> [EXERCISE AIM]: Could you write out each of the records below exactly?

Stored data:
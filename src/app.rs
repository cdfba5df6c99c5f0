//! Terminal application shell and event loop.

use anyhow::Result;
use crossterm::{
    event::{self, DisableMouseCapture, EnableMouseCapture, Event, KeyCode, KeyEventKind, KeyModifiers},
    execute,
    terminal::{disable_raw_mode, enable_raw_mode, EnterAlternateScreen, LeaveAlternateScreen},
};
use ratatui::{backend::CrosstermBackend, Terminal};
use std::io;
use std::sync::Arc;
use std::time::Duration;

use crate::models::Tab;
use crate::screens::{OptionsScreen, PopupScreen, Screen, ScreenAction};
use crate::services::{Clipboard, OptionStore};

/// Application state.
pub struct App {
    screen: Box<dyn Screen>,
    should_quit: bool,

    // Status bar info
    status_message: String,
}

impl App {
    /// Application showing the popup for `tab`.
    pub fn popup(tab: Tab, text: String, clipboard: Arc<dyn Clipboard>) -> Self {
        Self::with_screen(Box::new(PopupScreen::new(tab, text, clipboard)))
    }

    /// Application showing the options form.
    pub fn options(store: OptionStore) -> Self {
        Self::with_screen(Box::new(OptionsScreen::new(store)))
    }

    fn with_screen(screen: Box<dyn Screen>) -> Self {
        Self {
            screen,
            should_quit: false,
            status_message: String::new(),
        }
    }

    /// Run the application.
    pub async fn run(&mut self) -> Result<()> {
        // Setup terminal
        enable_raw_mode()?;
        let mut stdout = io::stdout();
        execute!(stdout, EnterAlternateScreen, EnableMouseCapture)?;
        let backend = CrosstermBackend::new(stdout);
        let mut terminal = Terminal::new(backend)?;

        self.screen.refresh().await;

        // Main event loop
        let result = self.event_loop(&mut terminal).await;

        // Restore terminal
        disable_raw_mode()?;
        execute!(
            terminal.backend_mut(),
            LeaveAlternateScreen,
            DisableMouseCapture
        )?;
        terminal.show_cursor()?;

        result
    }

    /// Main event loop.
    async fn event_loop(
        &mut self,
        terminal: &mut Terminal<CrosstermBackend<io::Stdout>>,
    ) -> Result<()> {
        loop {
            // Draw UI
            terminal.draw(|f| self.draw(f))?;

            // Poll for events with timeout
            if event::poll(Duration::from_millis(100))? {
                if let Event::Key(key) = event::read()? {
                    if key.kind != KeyEventKind::Press {
                        continue;
                    }
                    match (key.modifiers, key.code) {
                        (KeyModifiers::CONTROL, KeyCode::Char('c'))
                        | (KeyModifiers::CONTROL, KeyCode::Char('q')) => {
                            self.should_quit = true;
                        }
                        _ => match self.screen.handle_key(key).await {
                            ScreenAction::None => {}
                            ScreenAction::StatusMessage(msg) => self.status_message = msg,
                            ScreenAction::Quit => self.should_quit = true,
                        },
                    }
                    // Re-read after every handled key so the UI never shows stale options
                    self.screen.refresh().await;
                }
            }

            if self.should_quit {
                break;
            }
        }

        Ok(())
    }

    /// Draw the UI.
    fn draw(&mut self, f: &mut ratatui::Frame) {
        use ratatui::layout::{Constraint, Direction, Layout};
        use ratatui::style::{Color, Style};
        use ratatui::text::{Line, Span};
        use ratatui::widgets::{Block, Borders, Paragraph};

        let chunks = Layout::default()
            .direction(Direction::Vertical)
            .constraints([
                Constraint::Min(0),    // Main content
                Constraint::Length(1), // Status bar
            ])
            .split(f.area());

        let block = Block::default()
            .borders(Borders::ALL)
            .title(self.screen.title().to_string());
        let inner = block.inner(chunks[0]);
        f.render_widget(block, chunks[0]);
        self.screen.draw(f, inner);

        // Status bar
        let mut spans = vec![
            Span::raw(" "),
            Span::styled(self.status_message.clone(), Style::default().fg(Color::Gray)),
        ];
        for (key, action) in self.screen.hints() {
            spans.push(Span::raw(" │ "));
            spans.push(Span::styled(*key, Style::default().fg(Color::DarkGray)));
            spans.push(Span::styled(format!(" {}", action), Style::default().fg(Color::Gray)));
        }
        f.render_widget(Paragraph::new(Line::from(spans)), chunks[1]);
    }
}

> [WRITTEN SOLUTION]:
filename src/app.rs
repository cdfba5df6c99c5f0
//! Terminal application shell and event loop.

use anyhow::Result;
use crossterm::{
    event::{self, DisableMouseCapture, EnableMouseCapture, Event, KeyCode, KeyEventKind, KeyModifiers},
    execute,
    terminal::{disable_raw_mode, enable_raw_mode, EnterAlternateScreen, LeaveAlternateScreen},
};
use ratatui::{backend::CrosstermBackend, Terminal};
use std::io;
use std::sync::Arc;
use std::time::Duration;

use crate::models::Tab;
use crate::screens::{OptionsScreen, PopupScreen, Screen, ScreenAction};
use crate::services::{Clipboard, OptionStore};

/// Application state.
pub struct App {
    screen: Box<dyn Screen>,
    should_quit: bool,

    // Status bar info
    status_message: String,
}

impl App {
    /// Application showing the popup for `tab`.
    pub fn popup(tab: Tab, text: String, clipboard: Arc<dyn Clipboard>) -> Self {
        Self::with_screen(Box::new(PopupScreen::new(tab, text, clipboard)))
    }

    /// Application showing the options form.
    pub fn options(store: OptionStore) -> Self {
        Self::with_screen(Box::new(OptionsScreen::new(store)))
    }

    fn with_screen(screen: Box<dyn Screen>) -> Self {
        Self {
            screen,
            should_quit: false,
            status_message: String::new(),
        }
    }

    /// Run the application.
    pub async fn run(&mut self) -> Result<()> {
        // Setup terminal
        enable_raw_mode()?;
        let mut stdout = io::stdout();
        execute!(stdout, EnterAlternateScreen, EnableMouseCapture)?;
        let backend = CrosstermBackend::new(stdout);
        let mut terminal = Terminal::new(backend)?;

        self.screen.refresh().await;

        // Main event loop
        let result = self.event_loop(&mut terminal).await;

        // Restore terminal
        disable_raw_mode()?;
        execute!(
            terminal.backend_mut(),
            LeaveAlternateScreen,
            DisableMouseCapture
        )?;
        terminal.show_cursor()?;

        result
    }

    /// Main event loop.
    async fn event_loop(
        &mut self,
        terminal: &mut Terminal<CrosstermBackend<io::Stdout>>,
    ) -> Result<()> {
        loop {
            // Draw UI
            terminal.draw(|f| self.draw(f))?;

            // Poll for events with timeout
            if event::poll(Duration::from_millis(100))? {
                if let Event::Key(key) = event::read()? {
                    if key.kind != KeyEventKind::Press {
                        continue;
                    }
                    match (key.modifiers, key.code) {
                        (KeyModifiers::CONTROL, KeyCode::Char('c'))
                        | (KeyModifiers::CONTROL, KeyCode::Char('q')) => {
                            self.should_quit = true;
                        }
                        _ => match self.screen.handle_key(key).await {
                            ScreenAction::None => {}
                            ScreenAction::StatusMessage(msg) => self.status_message = msg,
                            ScreenAction::Quit => self.should_quit = true,
                        },
                    }
                    // Re-read after every handled key so the UI never shows stale options
                    self.screen.refresh().await;
                }
            }

            if self.should_quit {
                break;
            }
        }

        Ok(())
    }

    /// Draw the UI.
    fn draw(&mut self, f: &mut ratatui::Frame) {
        use ratatui::layout::{Constraint, Direction, Layout};
        use ratatui::style::{Color, Style};
        use ratatui::text::{Line, Span};
        use ratatui::widgets::{Block, Borders, Paragraph};

        let chunks = Layout::default()
            .direction(Direction::Vertical)
            .constraints([
                Constraint::Min(0),    // Main content
                Constraint::Length(1), // Status bar
            ])
            .split(f.area());

        let block = Block::default()
            .borders(Borders::ALL)
            .title(self.screen.title().to_string());
        let inner = block.inner(chunks[0]);
        f.render_widget(block, chunks[0]);
        self.screen.draw(f, inner);

        // Status bar
        let mut spans = vec![
            Span::raw(" "),
            Span::styled(self.status_message.clone(), Style::default().fg(Color::Gray)),
        ];
        for (key, action) in self.screen.hints() {
            spans.push(Span::raw(" │ "));
            spans.push(Span::styled(*key, Style::default().fg(Color::DarkGray)));
            spans.push(Span::styled(format!(" {}", action), Style::default().fg(Color::Gray)));
        }
        f.render_widget(Paragraph::new(Line::from(spans)), chunks[1]);
    }
}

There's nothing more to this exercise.